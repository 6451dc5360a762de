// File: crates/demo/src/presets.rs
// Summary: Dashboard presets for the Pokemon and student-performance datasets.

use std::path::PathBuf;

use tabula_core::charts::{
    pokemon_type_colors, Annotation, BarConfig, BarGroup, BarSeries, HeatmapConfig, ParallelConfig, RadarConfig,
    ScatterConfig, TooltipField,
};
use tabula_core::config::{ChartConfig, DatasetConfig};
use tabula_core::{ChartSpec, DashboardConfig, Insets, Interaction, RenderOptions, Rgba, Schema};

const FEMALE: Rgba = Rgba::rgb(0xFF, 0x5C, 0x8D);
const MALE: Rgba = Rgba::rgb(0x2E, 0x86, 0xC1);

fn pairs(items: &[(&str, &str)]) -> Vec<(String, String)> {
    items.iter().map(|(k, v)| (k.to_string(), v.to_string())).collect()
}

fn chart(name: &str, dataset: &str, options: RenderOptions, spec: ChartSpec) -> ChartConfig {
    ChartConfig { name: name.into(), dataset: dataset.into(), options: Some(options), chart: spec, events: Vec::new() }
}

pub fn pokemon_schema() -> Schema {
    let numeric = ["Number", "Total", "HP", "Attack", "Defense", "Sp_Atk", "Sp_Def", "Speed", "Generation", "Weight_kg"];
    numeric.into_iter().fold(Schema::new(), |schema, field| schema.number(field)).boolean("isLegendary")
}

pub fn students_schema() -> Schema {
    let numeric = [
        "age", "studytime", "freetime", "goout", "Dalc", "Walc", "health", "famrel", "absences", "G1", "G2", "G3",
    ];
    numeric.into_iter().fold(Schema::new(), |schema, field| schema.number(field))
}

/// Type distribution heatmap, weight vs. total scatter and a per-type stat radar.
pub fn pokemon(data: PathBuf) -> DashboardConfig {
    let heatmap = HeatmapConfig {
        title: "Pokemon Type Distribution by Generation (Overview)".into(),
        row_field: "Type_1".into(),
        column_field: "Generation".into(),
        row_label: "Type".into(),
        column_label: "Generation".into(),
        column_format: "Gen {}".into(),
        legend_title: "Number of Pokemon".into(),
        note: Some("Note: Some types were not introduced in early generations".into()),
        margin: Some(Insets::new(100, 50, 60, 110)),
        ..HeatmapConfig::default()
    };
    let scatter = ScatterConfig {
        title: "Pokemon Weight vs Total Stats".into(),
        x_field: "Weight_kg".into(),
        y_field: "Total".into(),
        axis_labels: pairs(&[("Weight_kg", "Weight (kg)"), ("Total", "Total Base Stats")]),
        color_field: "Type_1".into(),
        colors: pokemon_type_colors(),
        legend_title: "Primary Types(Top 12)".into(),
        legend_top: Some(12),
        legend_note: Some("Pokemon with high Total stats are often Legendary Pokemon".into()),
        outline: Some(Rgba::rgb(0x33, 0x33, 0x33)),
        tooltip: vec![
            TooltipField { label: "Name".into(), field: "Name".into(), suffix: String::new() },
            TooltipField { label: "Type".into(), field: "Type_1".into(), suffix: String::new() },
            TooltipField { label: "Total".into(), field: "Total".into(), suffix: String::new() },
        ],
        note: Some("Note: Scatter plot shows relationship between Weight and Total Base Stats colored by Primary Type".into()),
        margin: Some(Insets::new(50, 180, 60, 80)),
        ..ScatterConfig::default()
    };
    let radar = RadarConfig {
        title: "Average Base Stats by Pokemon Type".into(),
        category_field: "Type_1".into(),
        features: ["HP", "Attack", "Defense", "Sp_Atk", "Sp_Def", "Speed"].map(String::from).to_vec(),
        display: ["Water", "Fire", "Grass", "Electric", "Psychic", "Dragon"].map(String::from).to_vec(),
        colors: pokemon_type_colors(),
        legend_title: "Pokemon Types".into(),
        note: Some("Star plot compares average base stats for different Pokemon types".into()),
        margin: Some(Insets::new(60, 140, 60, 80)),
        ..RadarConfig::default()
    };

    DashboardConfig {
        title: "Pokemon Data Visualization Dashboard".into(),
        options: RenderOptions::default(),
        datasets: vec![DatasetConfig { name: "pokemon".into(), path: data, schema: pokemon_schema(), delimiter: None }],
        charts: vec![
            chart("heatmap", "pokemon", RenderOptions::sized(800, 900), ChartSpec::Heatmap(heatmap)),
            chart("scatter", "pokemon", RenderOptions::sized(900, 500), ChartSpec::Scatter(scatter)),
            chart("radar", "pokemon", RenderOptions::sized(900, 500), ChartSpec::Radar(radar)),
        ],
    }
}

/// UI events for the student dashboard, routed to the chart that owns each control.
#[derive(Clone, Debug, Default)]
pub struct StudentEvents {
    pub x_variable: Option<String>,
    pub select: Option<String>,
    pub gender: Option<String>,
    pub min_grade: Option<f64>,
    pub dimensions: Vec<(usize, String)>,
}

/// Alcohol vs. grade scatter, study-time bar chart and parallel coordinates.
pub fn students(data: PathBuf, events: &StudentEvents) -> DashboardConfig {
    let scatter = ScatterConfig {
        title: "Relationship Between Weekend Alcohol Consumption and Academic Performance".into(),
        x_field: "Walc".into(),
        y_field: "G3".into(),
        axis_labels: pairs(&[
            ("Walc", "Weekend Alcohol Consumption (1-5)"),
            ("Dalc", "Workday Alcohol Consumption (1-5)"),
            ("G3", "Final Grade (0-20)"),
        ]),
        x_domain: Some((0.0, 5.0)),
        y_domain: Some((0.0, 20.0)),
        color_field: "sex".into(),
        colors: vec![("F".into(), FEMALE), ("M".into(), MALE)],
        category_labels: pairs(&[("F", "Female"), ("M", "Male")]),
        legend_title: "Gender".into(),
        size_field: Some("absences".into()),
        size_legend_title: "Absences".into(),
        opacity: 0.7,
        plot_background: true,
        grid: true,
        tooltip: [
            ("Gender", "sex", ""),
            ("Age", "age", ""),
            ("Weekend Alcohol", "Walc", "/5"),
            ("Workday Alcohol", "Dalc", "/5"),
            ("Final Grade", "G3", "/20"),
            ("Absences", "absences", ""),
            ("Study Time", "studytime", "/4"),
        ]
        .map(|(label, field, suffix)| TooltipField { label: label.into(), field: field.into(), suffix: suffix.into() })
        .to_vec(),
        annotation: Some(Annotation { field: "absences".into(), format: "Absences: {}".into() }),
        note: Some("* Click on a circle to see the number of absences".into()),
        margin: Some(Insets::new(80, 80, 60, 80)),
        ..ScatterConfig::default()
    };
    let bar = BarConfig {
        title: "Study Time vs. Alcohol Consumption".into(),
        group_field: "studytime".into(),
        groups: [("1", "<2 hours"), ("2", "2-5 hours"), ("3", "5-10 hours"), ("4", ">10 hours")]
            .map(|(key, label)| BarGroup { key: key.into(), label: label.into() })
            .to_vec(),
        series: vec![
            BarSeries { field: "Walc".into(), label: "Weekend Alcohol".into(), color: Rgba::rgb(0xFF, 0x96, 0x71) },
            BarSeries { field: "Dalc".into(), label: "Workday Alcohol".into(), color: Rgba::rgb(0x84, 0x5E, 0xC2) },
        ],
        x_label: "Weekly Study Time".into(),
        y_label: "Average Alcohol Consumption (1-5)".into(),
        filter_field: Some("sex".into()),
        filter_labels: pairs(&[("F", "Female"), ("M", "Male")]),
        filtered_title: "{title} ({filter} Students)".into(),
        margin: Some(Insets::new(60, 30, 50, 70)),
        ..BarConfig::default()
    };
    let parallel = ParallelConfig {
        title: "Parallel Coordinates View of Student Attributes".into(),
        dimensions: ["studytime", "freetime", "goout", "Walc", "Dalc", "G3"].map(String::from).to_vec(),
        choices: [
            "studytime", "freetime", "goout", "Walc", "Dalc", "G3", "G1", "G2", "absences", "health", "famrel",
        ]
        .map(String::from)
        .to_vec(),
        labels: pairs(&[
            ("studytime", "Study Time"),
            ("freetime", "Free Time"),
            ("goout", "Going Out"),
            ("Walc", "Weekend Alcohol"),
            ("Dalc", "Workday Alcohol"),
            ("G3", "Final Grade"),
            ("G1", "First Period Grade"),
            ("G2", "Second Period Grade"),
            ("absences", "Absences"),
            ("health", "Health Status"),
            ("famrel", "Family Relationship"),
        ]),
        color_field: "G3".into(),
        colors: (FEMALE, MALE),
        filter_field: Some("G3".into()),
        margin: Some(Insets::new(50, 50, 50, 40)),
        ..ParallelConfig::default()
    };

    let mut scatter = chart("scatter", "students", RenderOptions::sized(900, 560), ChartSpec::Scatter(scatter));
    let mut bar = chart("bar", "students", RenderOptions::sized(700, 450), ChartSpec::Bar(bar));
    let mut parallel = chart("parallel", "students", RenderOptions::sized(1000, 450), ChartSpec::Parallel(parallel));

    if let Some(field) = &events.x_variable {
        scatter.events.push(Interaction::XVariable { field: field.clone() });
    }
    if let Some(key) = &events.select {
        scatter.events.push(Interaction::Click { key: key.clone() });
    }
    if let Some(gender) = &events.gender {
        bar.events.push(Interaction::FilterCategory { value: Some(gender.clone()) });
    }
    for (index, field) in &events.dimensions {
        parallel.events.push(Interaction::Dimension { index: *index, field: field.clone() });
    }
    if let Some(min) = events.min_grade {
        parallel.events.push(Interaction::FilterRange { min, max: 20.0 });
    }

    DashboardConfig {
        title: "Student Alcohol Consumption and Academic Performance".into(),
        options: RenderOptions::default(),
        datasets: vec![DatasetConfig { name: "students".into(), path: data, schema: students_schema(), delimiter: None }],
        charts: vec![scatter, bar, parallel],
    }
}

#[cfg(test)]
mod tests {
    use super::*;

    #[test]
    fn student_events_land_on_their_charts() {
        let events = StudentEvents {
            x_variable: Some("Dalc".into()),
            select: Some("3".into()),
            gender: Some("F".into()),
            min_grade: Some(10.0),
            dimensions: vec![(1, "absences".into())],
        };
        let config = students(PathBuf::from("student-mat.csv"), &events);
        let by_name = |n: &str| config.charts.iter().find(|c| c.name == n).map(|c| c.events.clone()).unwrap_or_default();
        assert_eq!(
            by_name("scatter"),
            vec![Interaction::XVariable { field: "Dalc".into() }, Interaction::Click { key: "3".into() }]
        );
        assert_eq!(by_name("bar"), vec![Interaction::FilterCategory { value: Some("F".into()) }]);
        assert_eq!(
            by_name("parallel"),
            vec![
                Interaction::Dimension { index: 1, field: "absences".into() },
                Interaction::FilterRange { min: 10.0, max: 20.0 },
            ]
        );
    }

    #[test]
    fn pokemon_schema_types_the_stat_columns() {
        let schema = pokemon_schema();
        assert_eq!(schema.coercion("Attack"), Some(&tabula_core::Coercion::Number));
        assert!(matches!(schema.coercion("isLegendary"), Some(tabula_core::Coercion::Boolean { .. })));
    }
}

====

◆ **TASK OBJECTIVE**
Each line that contains the string "dimensions" should be copied from the data above.

◆ **OUTPUT OF THE TASK**
    pub dimensions: Vec<(usize, String)>,
        dimensions: ["studytime", "freetime", "goout", "Walc", "Dalc", "G3"].map(String::from).to_vec(),
    for (index, field) in &events.dimensions {
            dimensions: vec![(1, "absences".into())],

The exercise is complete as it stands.